→ GIVEN ENTRIES
--------------------------------------------------

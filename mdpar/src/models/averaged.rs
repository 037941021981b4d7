//! The sparse averaged perceptron model.

use std::collections::HashMap;
use std::fmt;
use std::rc::Rc;

use rayon::prelude::*;

use features::FeatureValue;
use models::{FeaturesList, TransitionModel};
use ParserError;
use Result;

/// The version tag of serialized models.
pub const MODEL_VERSION: u32 = 1;

/// One weight cell with its averaging bookkeeping.
///
/// `total` accumulates `current` over generations lazily: whenever a
/// cell is touched, the time since the last touch is settled in one
/// step. This keeps averaging out of the per-update cost.
#[derive(Clone, Copy, Debug, Default, Eq, PartialEq, Serialize, Deserialize)]
pub struct AveragedWeight {
    current: i64,
    total: i64,
    last_generation: i64,
}

impl AveragedWeight {
    /// Settle `total` up to `generation`. Must be called exactly once
    /// before a change at that generation.
    fn advance(&mut self, generation: i64) {
        debug_assert!(generation >= self.last_generation);
        self.total = self
            .total
            .saturating_add(self.current.saturating_mul(generation - self.last_generation));
        self.last_generation = generation;
    }

    fn add(&mut self, generation: i64, amount: i64) {
        self.advance(generation);
        self.current = self.current.saturating_add(amount);
    }

    fn integrate(&mut self, generation: i64) {
        self.advance(generation);
        if generation > 0 {
            // Integer division; ties round toward zero.
            self.current = self.total / generation;
        }
    }

    pub fn current(&self) -> i64 {
        self.current
    }
}

/// One feature-template shard of the matrix: a sparse mapping from
/// feature values to per-transition weight rows.
#[derive(Clone, Debug, Default)]
struct AveragedSparse {
    rows: HashMap<FeatureValue, Vec<AveragedWeight>>,
}

impl AveragedSparse {
    fn value(&self, transition: usize, feature: &FeatureValue) -> i64 {
        self.rows
            .get(feature)
            .and_then(|row| row.get(transition))
            .map(|weight| weight.current)
            .unwrap_or(0)
    }

    fn add(
        &mut self,
        generation: i64,
        transition: usize,
        feature: &FeatureValue,
        amount: i64,
        n_transitions: usize,
    ) {
        let row = self
            .rows
            .entry(*feature)
            .or_insert_with(|| vec![AveragedWeight::default(); n_transitions]);
        if row.len() <= transition {
            row.resize(transition + 1, AveragedWeight::default());
        }

        row[transition].add(generation, amount);
    }

    fn set_scores(&self, feature: &FeatureValue, scores: &mut [i64]) {
        if let Some(row) = self.rows.get(feature) {
            for (transition, weight) in row.iter().enumerate().take(scores.len()) {
                scores[transition] += weight.current;
            }
        }
    }

    fn integrate(&mut self, generation: i64) {
        for row in self.rows.values_mut() {
            for weight in row {
                weight.integrate(generation);
            }
        }
    }

    fn sorted_rows(&self) -> Vec<(FeatureValue, Vec<AveragedWeight>)> {
        let mut rows: Vec<_> = self
            .rows
            .iter()
            .map(|(feature, row)| (*feature, row.clone()))
            .collect();
        rows.sort_by_key(|&(feature, _)| feature);
        rows
    }
}

/// The sparse averaged weight matrix.
///
/// The matrix has one shard per feature template; within a shard,
/// weight rows are indexed by feature value and transition number. A
/// global generation counter advances once per training example and
/// drives the lazy averaging of every cell.
///
/// Updates fan out over the template shards. Shards are disjoint, so
/// the fan-out needs no locking and produces weights identical to
/// sequential execution. The matrix deliberately does not implement
/// `Clone`: averaging state is tied to the generation counter, and a
/// copy would silently share its history.
#[derive(Debug)]
pub struct AveragedMatrix {
    mat: Vec<AveragedSparse>,
    n_transitions: usize,
    generation: i64,
    descriptors: Vec<String>,
    concurrent: bool,
    update_cap: Option<usize>,
    integrated: bool,
}

impl AveragedMatrix {
    /// Create a zero matrix for `n_features` templates and
    /// `n_transitions` transition numbers.
    pub fn new(n_features: usize, n_transitions: usize, descriptors: Vec<String>) -> Self {
        assert!(
            descriptors.is_empty() || descriptors.len() == n_features,
            "descriptor count does not match the feature count"
        );

        AveragedMatrix {
            mat: vec![AveragedSparse::default(); n_features],
            n_transitions: n_transitions,
            generation: 0,
            descriptors: descriptors,
            concurrent: false,
            update_cap: None,
            integrated: false,
        }
    }

    pub fn feature_count(&self) -> usize {
        self.mat.len()
    }

    pub fn n_transitions(&self) -> usize {
        self.n_transitions
    }

    pub fn generation(&self) -> i64 {
        self.generation
    }

    pub fn descriptors(&self) -> &[String] {
        &self.descriptors
    }

    pub fn is_integrated(&self) -> bool {
        self.integrated
    }

    /// Enable or disable the parallel template fan-out during updates.
    /// Both modes produce bit-identical weights.
    pub fn set_concurrent(&mut self, concurrent: bool) {
        self.concurrent = concurrent;
    }

    /// Drop updates for transition numbers at or above `cap`.
    ///
    /// Off by default.
    pub fn set_update_cap(&mut self, cap: Option<usize>) {
        self.update_cap = cap;
    }

    /// The cumulative score of a feature history: the sum of the
    /// transition scores of all nodes. The empty history scores 0.
    pub fn score(&self, features: Option<&Rc<FeaturesList>>) -> i64 {
        let mut score = 0i64;

        let mut node = features;
        while let Some(list) = node {
            score += self.transition_score(list.transition, &list.features);
            node = list.previous.as_ref();
        }

        score
    }

    /// Add every `(template, transition, feature)` along the history.
    pub fn add(&mut self, features: &Rc<FeaturesList>) {
        self.apply_list(Some(features), 1);
    }

    /// Subtract every `(template, transition, feature)` along the
    /// history.
    pub fn subtract(&mut self, features: &Rc<FeaturesList>) {
        self.apply_list(Some(features), -1);
    }

    /// Apply a symmetric perceptron update: `+amount` along the gold
    /// history and `-amount` along the decoded history, pairwise from
    /// the leaves back. The shared prefix of the two histories is left
    /// untouched.
    pub fn add_subtract(
        &mut self,
        gold: Option<&Rc<FeaturesList>>,
        decoded: Option<&Rc<FeaturesList>>,
        amount: i64,
    ) {
        match (gold, decoded) {
            (Some(gold), Some(decoded)) => {
                if Rc::ptr_eq(gold, decoded) {
                    return;
                }

                self.add_subtract(gold.previous.as_ref(), decoded.previous.as_ref(), amount);
                self.apply_node(gold, amount);
                self.apply_node(decoded, -amount);
            }
            (Some(gold), None) => {
                self.add_subtract(gold.previous.as_ref(), None, amount);
                self.apply_node(gold, amount);
            }
            (None, Some(decoded)) => {
                self.add_subtract(None, decoded.previous.as_ref(), amount);
                self.apply_node(decoded, -amount);
            }
            (None, None) => {}
        }
    }

    fn apply_list(&mut self, features: Option<&Rc<FeaturesList>>, amount: i64) {
        if let Some(list) = features {
            self.apply_list(list.previous.as_ref(), amount);
            self.apply_node(list, amount);
        }
    }

    fn apply_node(&mut self, node: &FeaturesList, amount: i64) {
        assert!(!self.integrated, "update on an integrated matrix");

        if let Some(cap) = self.update_cap {
            if node.transition >= cap {
                return;
            }
        }

        let generation = self.generation;
        let transition = node.transition;
        let n_transitions = self.n_transitions;

        if self.concurrent {
            self.mat
                .par_iter_mut()
                .zip(node.features.par_iter())
                .for_each(|(shard, feature)| {
                    if let Some(ref feature) = *feature {
                        shard.add(generation, transition, feature, amount, n_transitions);
                    }
                });
        } else {
            for (shard, feature) in self.mat.iter_mut().zip(&node.features) {
                if let Some(ref feature) = *feature {
                    shard.add(generation, transition, feature, amount, n_transitions);
                }
            }
        }
    }

    /// Advance the generation counter. Called once per training
    /// example.
    pub fn increment_generation(&mut self) {
        assert!(!self.integrated, "generation bump on an integrated matrix");
        self.generation += 1;
    }

    fn set_generation(&mut self, generation: i64) {
        self.generation = generation;
    }

    /// Replace every weight by its time average over the generations.
    /// Afterwards the matrix is read-only.
    pub fn integrate(&mut self) {
        assert!(!self.integrated, "matrix is already integrated");

        let generation = self.generation;
        for shard in &mut self.mat {
            shard.integrate(generation);
        }

        self.integrated = true;
    }

    pub fn serialize(&self) -> AveragedMatrixSerialized {
        let mat = self
            .mat
            .iter()
            .map(|shard| {
                if self.integrated {
                    ShardData::Integrated(
                        shard
                            .sorted_rows()
                            .into_iter()
                            .map(|(feature, row)| {
                                (feature, row.into_iter().map(|w| w.current).collect())
                            }).collect(),
                    )
                } else {
                    ShardData::Averaged(shard.sorted_rows())
                }
            }).collect();

        AveragedMatrixSerialized {
            version: MODEL_VERSION,
            generation: self.generation,
            n_transitions: self.n_transitions,
            descriptors: self.descriptors.clone(),
            mat: mat,
        }
    }

    pub fn deserialize(data: AveragedMatrixSerialized) -> Result<AveragedMatrix> {
        if data.version != MODEL_VERSION {
            return Err(ParserError::UnsupportedModelVersion(data.version).into());
        }

        let generation = data.generation;
        let mut integrated = false;
        let mat = data
            .mat
            .into_iter()
            .map(|shard| match shard {
                ShardData::Averaged(rows) => AveragedSparse {
                    rows: rows.into_iter().collect(),
                },
                ShardData::Integrated(rows) => {
                    integrated = true;
                    AveragedSparse {
                        rows: rows
                            .into_iter()
                            .map(|(feature, row)| {
                                let row = row
                                    .into_iter()
                                    .map(|current| AveragedWeight {
                                        current: current,
                                        total: 0,
                                        last_generation: generation,
                                    }).collect();
                                (feature, row)
                            }).collect(),
                    }
                }
            }).collect();

        Ok(AveragedMatrix {
            mat: mat,
            n_transitions: data.n_transitions,
            generation: generation,
            descriptors: data.descriptors,
            concurrent: false,
            update_cap: None,
            integrated: integrated,
        })
    }
}

impl TransitionModel for AveragedMatrix {
    fn transition_score(&self, transition: usize, features: &[Option<FeatureValue>]) -> i64 {
        assert!(
            features.len() <= self.mat.len(),
            "got more features than known matrix features"
        );

        let mut score = 0i64;
        for (shard, feature) in self.mat.iter().zip(features) {
            if let Some(ref feature) = *feature {
                score += shard.value(transition, feature);
            }
        }

        score
    }

    fn set_transition_scores(&self, features: &[Option<FeatureValue>], scores: &mut Vec<i64>) {
        scores.clear();
        scores.resize(self.n_transitions, 0);

        for (shard, feature) in self.mat.iter().zip(features) {
            if let Some(ref feature) = *feature {
                shard.set_scores(feature, scores);
            }
        }
    }
}

impl fmt::Display for AveragedMatrix {
    fn fmt(&self, f: &mut fmt::Formatter) -> fmt::Result {
        for (i, shard) in self.mat.iter().enumerate() {
            match self.descriptors.get(i) {
                Some(descriptor) => writeln!(f, "{}", descriptor)?,
                None => writeln!(f, "template {}", i)?,
            }

            for (feature, row) in shard.sorted_rows() {
                let weights: Vec<String> = row
                    .iter()
                    .enumerate()
                    .filter(|&(_, w)| w.current != 0)
                    .map(|(t, w)| format!("{}:{}", t, w.current))
                    .collect();
                if !weights.is_empty() {
                    writeln!(f, "\t{:?}\t{}", feature, weights.join(" "))?;
                }
            }
        }

        Ok(())
    }
}

/// The version-tagged serialized form of an averaged matrix.
///
/// Rows are sorted by feature value, so serialization is deterministic.
/// Integrated matrices store only the final weights.
#[derive(Clone, Debug, Eq, PartialEq, Serialize, Deserialize)]
pub struct AveragedMatrixSerialized {
    version: u32,
    generation: i64,
    n_transitions: usize,
    descriptors: Vec<String>,
    mat: Vec<ShardData>,
}

#[derive(Clone, Debug, Eq, PartialEq, Serialize, Deserialize)]
enum ShardData {
    Averaged(Vec<(FeatureValue, Vec<AveragedWeight>)>),
    Integrated(Vec<(FeatureValue, Vec<i64>)>),
}

/// The averaging strategy of the trainer.
///
/// The strategy advances the model generation once per training
/// example; at the end of training it stretches the generation horizon
/// to `iterations * examples` and integrates the weights.
pub struct AveragedStrategy {
    p: i64,
    n: i64,
}

impl AveragedStrategy {
    pub fn new(iterations: usize) -> Self {
        AveragedStrategy {
            p: iterations as i64,
            n: 0,
        }
    }

    pub fn update(&mut self, model: &mut AveragedMatrix) {
        model.increment_generation();
        self.n += 1;
    }

    pub fn finalize(&mut self, model: &mut AveragedMatrix) {
        model.set_generation(self.p * self.n);
        model.integrate();
    }
}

--------------------------------------------------

→ ACTIVITY
Set out exactly the lines from the one bearing "model.increment_generation();" through the end of the data, including both ends and omitting all others.

→ SOLUTION TO THIS EXERCISE
        model.increment_generation();
        self.n += 1;
    }

    pub fn finalize(&mut self, model: &mut AveragedMatrix) {
        model.set_generation(self.p * self.n);
        model.integrate();
    }
}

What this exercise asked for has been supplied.